It looks like a classic growth scare has commenced, warns CLSA’s Christopher Wood in a “flash edition” of his weekly Greed & Fear client newsletter.

Oil, copper, gold and Baltic freight rates are all showing initial signs of topping out, he notes. But the catalysts are growing evidence of a US slowdown and the related rising risk of financial accidents, combined with growing evidence that China is upping the pace of incremental tightening.

First, there was China’s domestic oil price hike on November 1. Then came this weekend’s move on reserve requirements, when the People’s Bank of China raised the reserve requirement ratio for banks by 50bp to 13.5 per cent, effective 26 November, the ninth time this year.
[Reinforcing Wood's typically timely point, China's latest inflation figures, out Tuesday, showed inflation continued to spiral in October, further increasing pressure on the central bank to raise interest rates for the sixth time this year, reports Bloomberg.]
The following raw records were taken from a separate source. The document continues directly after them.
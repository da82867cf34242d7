//! Marching-squares iso-lines and profile selection for the flattened
//! contour projections drawn under per-channel surfaces.
use ndarray::ArrayView2;

/// Straight piece of an iso-line in grid units: `(col, row)` pairs.
#[derive(Debug, Clone, Copy, PartialEq)]
pub struct Segment {
    pub from: (f64, f64),
    pub to: (f64, f64),
}

#[derive(Debug, Clone, Copy)]
enum Edge {
    Top,
    Right,
    Bottom,
    Left,
}

/// Edge pairs crossed by the iso-line for each corner configuration.
/// Bit order: top-left = 8, top-right = 4, bottom-right = 2, bottom-left = 1.
const CASES: [&[(Edge, Edge)]; 16] = [
    &[],
    &[(Edge::Left, Edge::Bottom)],
    &[(Edge::Bottom, Edge::Right)],
    &[(Edge::Left, Edge::Right)],
    &[(Edge::Top, Edge::Right)],
    &[(Edge::Top, Edge::Right), (Edge::Left, Edge::Bottom)],
    &[(Edge::Top, Edge::Bottom)],
    &[(Edge::Left, Edge::Top)],
    &[(Edge::Left, Edge::Top)],
    &[(Edge::Top, Edge::Bottom)],
    &[(Edge::Left, Edge::Top), (Edge::Bottom, Edge::Right)],
    &[(Edge::Top, Edge::Right)],
    &[(Edge::Left, Edge::Right)],
    &[(Edge::Bottom, Edge::Right)],
    &[(Edge::Left, Edge::Bottom)],
    &[],
];

fn crossing(v0: f64, v1: f64, level: f64) -> f64 {
    if (v1 - v0).abs() < f64::EPSILON {
        0.5
    } else {
        ((level - v0) / (v1 - v0)).clamp(0.0, 1.0)
    }
}

/// Iso-line of `grid` at `level`, as unordered segments.
pub fn iso_segments(grid: ArrayView2<'_, f64>, level: f64) -> Vec<Segment> {
    let (rows, cols) = grid.dim();
    let mut segments = Vec::new();
    if rows < 2 || cols < 2 {
        return segments;
    }

    for r in 0..rows - 1 {
        for c in 0..cols - 1 {
            let tl = grid[[r, c]];
            let tr = grid[[r, c + 1]];
            let br = grid[[r + 1, c + 1]];
            let bl = grid[[r + 1, c]];

            let case = (usize::from(tl >= level) << 3)
                | (usize::from(tr >= level) << 2)
                | (usize::from(br >= level) << 1)
                | usize::from(bl >= level);

            let (x, y) = (c as f64, r as f64);
            let point = |edge: Edge| match edge {
                Edge::Top => (x + crossing(tl, tr, level), y),
                Edge::Right => (x + 1.0, y + crossing(tr, br, level)),
                Edge::Bottom => (x + crossing(bl, br, level), y + 1.0),
                Edge::Left => (x, y + crossing(tl, bl, level)),
            };

            for &(e0, e1) in CASES[case] {
                segments.push(Segment {
                    from: point(e0),
                    to: point(e1),
                });
            }
        }
    }
    segments
}

/// `count` levels evenly spaced strictly inside `(min, max)`.
pub fn contour_levels(min: f64, max: f64, count: usize) -> Vec<f64> {
    let step = (max - min) / (count + 1) as f64;
    (1..=count).map(|i| min + step * i as f64).collect()
}

/// Up to `count` indices spread evenly over `0..len`, endpoints included.
pub fn profile_indices(len: usize, count: usize) -> Vec<usize> {
    match (len, count) {
        (0, _) | (_, 0) => Vec::new(),
        (1, _) | (_, 1) => vec![0],
        _ => {
            let mut indices: Vec<usize> = (0..count)
                .map(|i| ((i * (len - 1)) as f64 / (count - 1) as f64).round() as usize)
                .collect();
            indices.dedup();
            indices
        }
    }
}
The timing of China’s move is hardly surprising, notes Wood. The Party Congress is now over, with the leadership re-elected for another five years. So it makes sense to move now before Olympic year.
“It is also the case that Beijing, like the Federal Reserve, will want to see a correction in oil and the gold complex to make it easier for the Fed and other central banks to ease in the context of
a US-led global slowdown.”

Beijing has no more wish to see the US economy slow sharply than does Washington. As for the anticipated growth scare, recent market action has been “somewhat illogical,” in Wood’s view.

Treasury bond yields have been declining, and western financial stocks plunging, while commodities and cyclical stocks have been surging. Ultimately, one part of this paradoxical behaviour has to break, says Wood.

If it is the cyclicals that break, as expected here, such a market move could be expected to go hand in hand with a US dollar bounce (but not against the yen). Note that the US trade deficit is already declining sharply. Thus, the US trade deficit fell by 12 per cent year on year in September to $56.5bn, the lowest since
May 2005.

The above is a tactical call. The long-term case for strong commodities and a weak dollar remains intact. But for now in Asia, investors should prefer interest rate sensitives and even cash proxies over classic cyclicals. Meanwhile, investors should continue to remain structurally short on western financials.

As noted by CLSA’s chief economist Dr Jim Walker on Monday, the liquidation of CDOs is only just beginning. Such downgrades will be issued by the credit rating agencies who have a fiduciary responsibility to recognise reality.